Start of RECORDS PROVIDED
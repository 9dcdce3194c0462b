use std::collections::HashMap;
use std::net::IpAddr;
use chrono::{DateTime, Duration, Utc};
use shared::types::DeviceRecord;

/// Result of recording an alive announcement
#[derive(Debug, Clone, Copy, PartialEq, Eq)]
pub enum Upsert {
    /// New usn, record created
    Inserted,
    /// Known usn, last_seen moved forward; location and type kept as first seen
    Refreshed,
    /// Empty usn, nothing stored
    Ignored,
    /// Could not grow the map; the registry is unchanged
    OutOfMemory,
}

/// In-memory device cache keyed by usn
#[derive(Debug, Default)]
pub struct Registry {
    devices: HashMap<String, DeviceRecord>,
}

impl Registry {
    pub fn new() -> Self {
        Self::default()
    }

    pub fn find(&self, usn: &str) -> Option<&DeviceRecord> {
        self.devices.get(usn)
    }

    /// Refresh a known device or insert a new one.
    pub fn upsert_alive(
        &mut self,
        usn: &str,
        service_type: &str,
        location: &str,
        source: IpAddr,
        now: DateTime<Utc>,
    ) -> Upsert {
        if usn.is_empty() {
            return Upsert::Ignored;
        }

        if let Some(device) = self.devices.get_mut(usn) {
            if now > device.last_seen {
                device.last_seen = now;
            }
            return Upsert::Refreshed;
        }

        // Reserve before building the record so a failure leaves the map as it was
        if self.devices.try_reserve(1).is_err() {
            return Upsert::OutOfMemory;
        }

        self.devices.insert(
            usn.to_string(),
            DeviceRecord {
                usn: usn.to_string(),
                service_type: service_type.to_string(),
                location: location.to_string(),
                source,
                first_seen: now,
                last_seen: now,
            },
        );
        Upsert::Inserted
    }

    pub fn remove(&mut self, usn: &str) -> Option<DeviceRecord> {
        self.devices.remove(usn)
    }

    /// Drop every device whose last_seen + ttl is before `now`.
    /// A deadline past the end of time never expires. Returns the removed usns.
    pub fn sweep_expired(&mut self, now: DateTime<Utc>, ttl: Duration) -> Vec<String> {
        let mut expired = Vec::new();
        self.devices.retain(|usn, device| {
            let keep = match device.last_seen.checked_add_signed(ttl) {
                Some(deadline) => deadline >= now,
                None => true,
            };
            if !keep {
                expired.push(usn.clone());
            }
            keep
        });
        expired
    }

    /// All cached devices, in no particular order
    pub fn iter(&self) -> impl Iterator<Item = &DeviceRecord> {
        self.devices.values()
    }

    pub fn len(&self) -> usize {
        self.devices.len()
    }

    pub fn is_empty(&self) -> bool {
        self.devices.is_empty()
    }
}
pub mod registry;
pub mod scheduler;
End of RECORDS PROVIDED
▶ _WHAT IS NEEDED_: Look through the material above for the string "DateTime" and copy each line that has it.

▶ _YOUR SOLUTION_:
use chrono::{DateTime, Duration, Utc};
        now: DateTime<Utc>,
    pub fn sweep_expired(&mut self, now: DateTime<Utc>, ttl: Duration) -> Vec<String> {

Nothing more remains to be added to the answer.